WHAT IS NEEDED - Output all the records below, word for word.

*** Opening of INPUT RECORDS ***

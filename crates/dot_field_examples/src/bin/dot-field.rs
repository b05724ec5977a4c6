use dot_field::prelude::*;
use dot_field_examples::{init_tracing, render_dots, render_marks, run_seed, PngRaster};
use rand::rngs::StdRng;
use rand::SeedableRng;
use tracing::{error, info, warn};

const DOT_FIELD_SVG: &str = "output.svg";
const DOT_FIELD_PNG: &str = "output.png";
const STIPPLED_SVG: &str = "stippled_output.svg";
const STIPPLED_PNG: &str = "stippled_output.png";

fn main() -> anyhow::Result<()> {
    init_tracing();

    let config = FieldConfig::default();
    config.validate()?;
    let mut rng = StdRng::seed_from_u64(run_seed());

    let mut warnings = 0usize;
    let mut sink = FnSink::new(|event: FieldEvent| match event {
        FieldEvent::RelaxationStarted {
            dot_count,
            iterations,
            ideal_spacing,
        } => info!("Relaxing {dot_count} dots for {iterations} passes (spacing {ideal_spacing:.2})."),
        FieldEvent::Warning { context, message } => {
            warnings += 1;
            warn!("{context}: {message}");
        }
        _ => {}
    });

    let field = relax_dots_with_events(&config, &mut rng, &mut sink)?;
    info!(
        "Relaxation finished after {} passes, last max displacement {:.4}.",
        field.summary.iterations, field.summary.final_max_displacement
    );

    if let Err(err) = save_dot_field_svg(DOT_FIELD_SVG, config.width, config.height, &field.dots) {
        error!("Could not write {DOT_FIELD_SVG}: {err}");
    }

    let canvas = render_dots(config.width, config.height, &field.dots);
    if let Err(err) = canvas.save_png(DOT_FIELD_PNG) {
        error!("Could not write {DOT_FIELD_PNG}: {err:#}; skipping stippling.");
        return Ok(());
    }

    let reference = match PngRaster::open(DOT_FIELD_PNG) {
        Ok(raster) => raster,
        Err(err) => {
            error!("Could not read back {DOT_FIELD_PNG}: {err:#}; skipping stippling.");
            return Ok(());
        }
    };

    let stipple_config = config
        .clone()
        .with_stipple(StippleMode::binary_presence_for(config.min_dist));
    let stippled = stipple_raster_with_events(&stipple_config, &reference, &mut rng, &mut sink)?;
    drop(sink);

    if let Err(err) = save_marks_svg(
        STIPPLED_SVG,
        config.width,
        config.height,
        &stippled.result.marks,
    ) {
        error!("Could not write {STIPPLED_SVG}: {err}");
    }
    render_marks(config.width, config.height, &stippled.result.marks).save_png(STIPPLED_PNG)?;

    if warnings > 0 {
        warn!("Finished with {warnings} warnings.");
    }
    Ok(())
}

*** Close of INPUT RECORDS ***

PROBLEM SOLUTION -
filename crates/dot_field_examples/src/bin/dot-field.rs
repository b05724ec5977a4c6
use dot_field::prelude::*;
use dot_field_examples::{init_tracing, render_dots, render_marks, run_seed, PngRaster};
use rand::rngs::StdRng;
use rand::SeedableRng;
use tracing::{error, info, warn};

const DOT_FIELD_SVG: &str = "output.svg";
const DOT_FIELD_PNG: &str = "output.png";
const STIPPLED_SVG: &str = "stippled_output.svg";
const STIPPLED_PNG: &str = "stippled_output.png";

fn main() -> anyhow::Result<()> {
    init_tracing();

    let config = FieldConfig::default();
    config.validate()?;
    let mut rng = StdRng::seed_from_u64(run_seed());

    let mut warnings = 0usize;
    let mut sink = FnSink::new(|event: FieldEvent| match event {
        FieldEvent::RelaxationStarted {
            dot_count,
            iterations,
            ideal_spacing,
        } => info!("Relaxing {dot_count} dots for {iterations} passes (spacing {ideal_spacing:.2})."),
        FieldEvent::Warning { context, message } => {
            warnings += 1;
            warn!("{context}: {message}");
        }
        _ => {}
    });

    let field = relax_dots_with_events(&config, &mut rng, &mut sink)?;
    info!(
        "Relaxation finished after {} passes, last max displacement {:.4}.",
        field.summary.iterations, field.summary.final_max_displacement
    );

    if let Err(err) = save_dot_field_svg(DOT_FIELD_SVG, config.width, config.height, &field.dots) {
        error!("Could not write {DOT_FIELD_SVG}: {err}");
    }

    let canvas = render_dots(config.width, config.height, &field.dots);
    if let Err(err) = canvas.save_png(DOT_FIELD_PNG) {
        error!("Could not write {DOT_FIELD_PNG}: {err:#}; skipping stippling.");
        return Ok(());
    }

    let reference = match PngRaster::open(DOT_FIELD_PNG) {
        Ok(raster) => raster,
        Err(err) => {
            error!("Could not read back {DOT_FIELD_PNG}: {err:#}; skipping stippling.");
            return Ok(());
        }
    };

    let stipple_config = config
        .clone()
        .with_stipple(StippleMode::binary_presence_for(config.min_dist));
    let stippled = stipple_raster_with_events(&stipple_config, &reference, &mut rng, &mut sink)?;
    drop(sink);

    if let Err(err) = save_marks_svg(
        STIPPLED_SVG,
        config.width,
        config.height,
        &stippled.result.marks,
    ) {
        error!("Could not write {STIPPLED_SVG}: {err}");
    }
    render_marks(config.width, config.height, &stippled.result.marks).save_png(STIPPLED_PNG)?;

    if warnings > 0 {
        warn!("Finished with {warnings} warnings.");
    }
    Ok(())
}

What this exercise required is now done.